Graphic demonstrating the general timeline for an audit as described in the text below.
References to days are in business days.

What is the General Timeline for an Audit?

When a covered entity is selected for an audit, OCR will notify the covered entity in writing. The OCR notification letter will introduce the audit contractor, explain the audit process and expectations in more detail, and describe initial document and information requests. It will also specify how and when to return the requested information to the auditor. OCR expects covered entities and business associates who are the subject of the audit to provide requested information within 10 business days of the request for information.

OCR expects to notify selected covered entities between 30 and 90 days prior to the anticipated onsite visit. Onsite visits may take between 3 and 10 business days depending upon the complexity of the organization and the auditor’s need to access materials and staff. After fieldwork is completed, the auditor will provide the covered entity with a draft final report; a covered entity will have 10 business days to review and provide written comments back to the auditor. The auditor will complete a final audit report within 30 business days after the covered entity’s response and submit it to OCR.

What Happens After an Audit?

Audits are primarily a compliance improvement activity. OCR will review the final reports, including the findings and actions taken by the audited entity to address findings. The aggregated results of the audits will enable OCR to better understand compliance efforts with particular aspects of the HIPAA Rules. Generally, OCR will use the audit reports to determine what types of technical assistance should be developed, and what types of corrective action are most effective. Should an audit report indicate a serious compliance issue, OCR may initiate a compliance review to address the problem. OCR will not post a listing of audited entities or the findings of an individual audit which clearly identifies the audited entity.

How will Consumers Be Affected?

The audit program represents one more avenue by which OCR ensures compliance with HIPAA protections of health information to the benefit of consumers. For example, the audit program may uncover reasons many health information breaches are occurring and help OCR create tools for covered entities to better protect individually identifiable health information.
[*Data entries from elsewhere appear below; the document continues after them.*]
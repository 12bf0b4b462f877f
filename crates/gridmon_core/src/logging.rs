//! Structured logging setup with stderr and optional file output.
//!
//! Provides:
//! - Stderr output, so stdout carries only the report
//! - Optional daily rotating log files when a log directory is configured
//! - Build-type conditional log levels
//! - A directive for the cluster client derived from its configured level
//! - Environment variable override via GRIDMON_LOG or RUST_LOG

use crate::models::LogLevel;

use std::path::PathBuf;
use tracing_appender::non_blocking::WorkerGuard;
use tracing_appender::rolling::{RollingFileAppender, Rotation};
use tracing_subscriber::fmt::writer::MakeWriterExt;
use tracing_subscriber::EnvFilter;

/// Environment variable naming a directory for rotating log files.
pub const LOG_DIR_ENV: &str = "GRIDMON_LOG_DIR";

/// Logging configuration.
pub struct LogConfig {
    /// Directory for log files; stderr only when `None`
    pub log_dir: Option<PathBuf>,
    /// Whether stderr is a terminal (enables ANSI colours)
    pub is_tty: bool,
    /// Optional custom log filter
    pub log_filter: Option<String>,
    /// Level for the cluster client module
    pub client_level: LogLevel,
    /// File name prefix for rotated logs
    pub file_prefix: String,
}

impl LogConfig {
    /// Create a new logging configuration for the named program.
    pub fn new(program: impl Into<String>) -> Self {
        Self {
            log_dir: std::env::var_os(LOG_DIR_ENV).map(PathBuf::from),
            is_tty: atty::is(atty::Stream::Stderr),
            log_filter: None,
            client_level: LogLevel::default(),
            file_prefix: program.into(),
        }
    }

    /// Set custom log filter.
    pub fn with_filter(mut self, filter: impl Into<String>) -> Self {
        self.log_filter = Some(filter.into());
        self
    }

    /// Set the cluster client's log level.
    pub fn with_client_level(mut self, level: LogLevel) -> Self {
        self.client_level = level;
        self
    }
}

/// Guard that must be held for the lifetime of the program.
///
/// Dropping this guard flushes pending log entries.
pub struct LoggingGuard {
    _worker_guard: Option<WorkerGuard>,
}

/// Initialize logging with the given configuration.
///
/// If file logging initialization fails, falls back to stderr only.
pub fn init_logging(config: LogConfig) -> LoggingGuard {
    if config.log_dir.is_none() {
        return init_stderr_logging(&config);
    }

    match init_file_logging(&config) {
        Ok(guard) => LoggingGuard { _worker_guard: Some(guard) },
        Err(e) => {
            eprintln!("Warning: Failed to initialize file logging: {e}. Using stderr only.");
            init_stderr_logging(&config)
        }
    }
}

fn init_stderr_logging(config: &LogConfig) -> LoggingGuard {
    let env_filter = build_env_filter(config.log_filter.as_deref(), config.client_level);

    tracing_subscriber::fmt()
        .with_writer(std::io::stderr)
        .with_env_filter(env_filter)
        .with_ansi(config.is_tty)
        .with_target(false)
        .with_thread_ids(false)
        .init();

    LoggingGuard { _worker_guard: None }
}

fn init_file_logging(config: &LogConfig) -> Result<WorkerGuard, Box<dyn std::error::Error>> {
    let log_dir = config.log_dir.as_ref().ok_or("no log directory configured")?;
    std::fs::create_dir_all(log_dir)?;

    let file_appender = RollingFileAppender::builder()
        .rotation(Rotation::DAILY)
        .filename_prefix(&config.file_prefix)
        .filename_suffix("log")
        .build(log_dir)?;

    let (non_blocking, guard) = tracing_appender::non_blocking(file_appender);

    let stderr = std::io::stderr.with_max_level(tracing::Level::INFO);
    let combined = stderr.and(non_blocking);

    let env_filter = build_env_filter(config.log_filter.as_deref(), config.client_level);

    tracing_subscriber::fmt()
        .with_writer(combined)
        .with_env_filter(env_filter)
        .with_ansi(false)
        .with_target(true)
        .with_thread_ids(false)
        .init();

    Ok(guard)
}

/// Build the environment filter from config or defaults.
///
/// Priority: custom filter > GRIDMON_LOG > RUST_LOG > default. The client
/// directive is appended only to the default, so an explicit filter always
/// has the last word.
fn build_env_filter(custom_filter: Option<&str>, client_level: LogLevel) -> EnvFilter {
    let fallback = || EnvFilter::new(filter_with_client_level(client_level));

    if let Some(filter) = custom_filter {
        return EnvFilter::try_new(filter).unwrap_or_else(|_| fallback());
    }

    EnvFilter::try_from_env("GRIDMON_LOG")
        .or_else(|_| EnvFilter::try_from_env("RUST_LOG"))
        .unwrap_or_else(|_| fallback())
}

/// The default filter with the client module's directive appended.
pub fn filter_with_client_level(client_level: LogLevel) -> String {
    format!("{},gridmon_core::client={}", default_log_filter(), client_level.as_directive())
}

/// Get the default log filter based on build type.
pub fn default_log_filter() -> &'static str {
    #[cfg(debug_assertions)]
    {
        "debug,gridmon=trace,gridmon_core=trace,actix_web=info,hyper=warn,reqwest=warn"
    }
    #[cfg(not(debug_assertions))]
    {
        "info,gridmon=info,gridmon_core=info,actix_web=info,hyper=warn,reqwest=warn"
    }
}
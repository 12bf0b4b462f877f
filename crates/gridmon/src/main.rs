//! gridmon - connects to a data grid cluster and prints a one-shot report.

use std::io::Write;
use std::process::ExitCode;

use gridmon_core::logging::{init_logging, LogConfig};
use gridmon_core::services::SEPARATOR;
use gridmon_core::{ConnectionService, Report, ReportSchedule, Settings};

#[tokio::main]
async fn main() -> ExitCode {
    let settings = Settings::from_env();

    let log_config = LogConfig::new("gridmon").with_client_level(settings.client_log_level);
    let _logging_guard = init_logging(log_config);

    tracing::info!(version = env!("CARGO_PKG_VERSION"), "Starting gridmon");
    for issue in &settings.issues {
        tracing::warn!(issue = %issue, "Ignoring invalid setting, using default");
    }

    let mut stdout = std::io::stdout();
    let use_cloud = ConnectionService::use_cloud(&settings.control_file);
    let _ = writeln!(stdout, "{SEPARATOR}");
    let _ = writeln!(stdout, "MY_KUBERNETES_ENABLED '{}'", settings.kubernetes);
    let _ = writeln!(stdout, "USE_CLOUD '{use_cloud}'");

    let client = match ConnectionService::connect(&settings, use_cloud).await {
        Ok(client) => client,
        Err(e) => {
            tracing::error!(category = e.category(), error = %e, hint = e.hint().unwrap_or_default(), "Failed to connect to cluster");
            return ExitCode::from(1);
        }
    };

    Report::run(&client, &ReportSchedule::from_settings(&settings), &mut stdout).await;

    tracing::info!("gridmon finished");
    ExitCode::SUCCESS
}
pub fn decode_sql_execute(message: &ClientMessage) -> GridResult<SqlExecuteResponse> {
    let update_count = read_i64(&message.initial_frame()?.content, RESPONSE_HEADER_SIZE)?;
    let mut reader = message.reader();
    let row_metadata =
        decode_nullable(&mut reader, |r| decode_list(r, decode_column_metadata))?;
    let row_page = decode_nullable(&mut reader, decode_sql_page)?;
    let error = decode_nullable(&mut reader, decode_sql_error)?;
    Ok(SqlExecuteResponse { row_metadata, row_page, update_count, error })
}

pub fn decode_sql_fetch(message: &ClientMessage) -> GridResult<SqlFetchResponse> {
    let mut reader = message.reader();
    let row_page = decode_nullable(&mut reader, decode_sql_page)?;
    let error = decode_nullable(&mut reader, decode_sql_error)?;
    Ok(SqlFetchResponse { row_page, error })
}

fn column_type(id: i32) -> GridResult<SqlColumnType> {
    SqlColumnType::from_id(id).ok_or_else(|| GridError::protocol(format!("Unknown column type {id}")))
}

fn decode_column_metadata(reader: &mut FrameReader<'_>) -> GridResult<SqlColumnMetadata> {
    reader.expect_begin()?;
    let initial = &reader.next_frame()?.content;
    let column_type = column_type(read_i32(initial, 0)?)?;
    // Older members omit the nullable flag.
    let nullable = initial.get(4).map_or(true, |b| *b != 0);
    let name = decode_string(reader)?;
    reader.skip_to_end_of_structure()?;
    Ok(SqlColumnMetadata { name, column_type, nullable })
}

fn decode_sql_error(reader: &mut FrameReader<'_>) -> GridResult<SqlErrorInfo> {
    reader.expect_begin()?;
    let initial = &reader.next_frame()?.content;
    let code = read_i32(initial, 0)?;
    let originating_member = read_uuid(initial, 4)?;
    let message = decode_nullable(reader, decode_string)?;
    let suggestion = if reader.next_is_end() {
        None
    } else {
        decode_nullable(reader, decode_string)?
    };
    reader.skip_to_end_of_structure()?;
    Ok(SqlErrorInfo { code, message, originating_member, suggestion })
}

/// Encoded item size of the compact-list column types.
fn fixed_item_size(column_type: SqlColumnType) -> Option<usize> {
    match column_type {
        SqlColumnType::Boolean | SqlColumnType::TinyInt => Some(1),
        SqlColumnType::SmallInt => Some(2),
        SqlColumnType::Integer | SqlColumnType::Real => Some(4),
        SqlColumnType::BigInt | SqlColumnType::Double => Some(8),
        SqlColumnType::Date => Some(6),
        SqlColumnType::Time => Some(7),
        SqlColumnType::Timestamp => Some(LOCAL_DATE_TIME_SIZE),
        SqlColumnType::TimestampWithTimeZone => Some(LOCAL_DATE_TIME_SIZE + 4),
        _ => None,
    }
}

fn or_null<T>(value: Option<T>, present: impl FnOnce(T) -> SqlValue) -> SqlValue {
    value.map_or(SqlValue::Null, present)
}

/// Decode one column of a page into values.
fn decode_column(
    reader: &mut FrameReader<'_>,
    column_type: SqlColumnType,
) -> GridResult<Vec<SqlValue>> {
    match column_type {
        SqlColumnType::Varchar => {
            let values = decode_list(reader, |r| decode_nullable(r, decode_string))?;
            Ok(values.into_iter().map(|v| or_null(v, SqlValue::Varchar)).collect())
        }
        SqlColumnType::BigInt => {
            let values = decode_list_cn(reader.next_frame()?, 8, read_i64)?;
            Ok(values.into_iter().map(|v| or_null(v, SqlValue::BigInt)).collect())
        }
        SqlColumnType::Timestamp => {
            let values =
                decode_list_cn(reader.next_frame()?, LOCAL_DATE_TIME_SIZE, read_local_date_time)?;
            Ok(values.into_iter().map(|v| or_null(v, SqlValue::Timestamp)).collect())
        }
        SqlColumnType::Null => {
            let count = read_i32(&reader.next_frame()?.content, 0)?;
            let count = usize::try_from(count)
                .map_err(|_| GridError::protocol(format!("Negative column size {count}")))?;
            Ok(vec![SqlValue::Null; count])
        }
        other => match fixed_item_size(other) {
            Some(size) => {
                let values = decode_list_cn(reader.next_frame()?, size, |buf, offset| {
                    buf.get(offset..offset + size).map(|_| ()).ok_or_else(|| {
                        GridError::protocol(format!("Truncated {other} column"))
                    })
                })?;
                Ok(values.into_iter().map(|v| or_null(v, |()| SqlValue::Unsupported)).collect())
            }
            None => Ok(vec![SqlValue::Unsupported; count_list_items(reader)?]),
        },
    }
}

/// Decode a column-major page and transpose it into rows.
fn decode_sql_page(reader: &mut FrameReader<'_>) -> GridResult<SqlPage> {
    reader.expect_begin()?;
    let last = read_u8(&reader.next_frame()?.content, 0)? == 1;
    let type_ids = decode_int_list(reader.next_frame()?)?;

    let mut columns = Vec::with_capacity(type_ids.len());
    for id in type_ids {
        columns.push(decode_column(reader, column_type(id)?)?);
    }
    reader.skip_to_end_of_structure()?;

    let row_count = columns.first().map_or(0, Vec::len);
    if columns.iter().any(|c| c.len() != row_count) {
        return Err(GridError::protocol("Page columns differ in length"));
    }

    let mut cells: Vec<_> = columns.into_iter().map(Vec::into_iter).collect();
    let rows = (0..row_count)
        .map(|_| SqlRow::new(cells.iter_mut().filter_map(Iterator::next).collect()))
        .collect();
    Ok(SqlPage { rows, last })
}

// ---------------------------------------------------------------------------
// Errors
// ---------------------------------------------------------------------------

/// Convert an exception response into an error, using the outermost cause.
pub fn decode_exception(message: &ClientMessage) -> GridError {
    let mut reader = message.reader();
    let decoded = decode_list(&mut reader, |r| {
        r.expect_begin()?;
        let code = read_i32(&r.next_frame()?.content, 0)?;
        let class_name = decode_string(r)?;
        let text = decode_nullable(r, decode_string)?;
        r.skip_to_end_of_structure()?;
        Ok((code, class_name, text))
    });

    match decoded {
        Ok(errors) => match errors.into_iter().next() {
            Some((code, class_name, text)) => {
                GridError::remote(code, class_name, text.unwrap_or_default())
            }
            None => GridError::protocol("Exception response without errors"),
        },
        Err(e) => GridError::protocol(format!("Undecodable exception response: {e}")),
    }
}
Concerns about compliance identified and corrected by an audit will serve to improve the privacy and security of health records. The technical assistance and best practices that OCR generates will also assist covered entities and business associates in improving their efforts to keep health records safe and secure. OCR continues to accept complaints from individuals and covered entities continue to have the obligation to accept complaints from persons about their HIPAA Rule activities.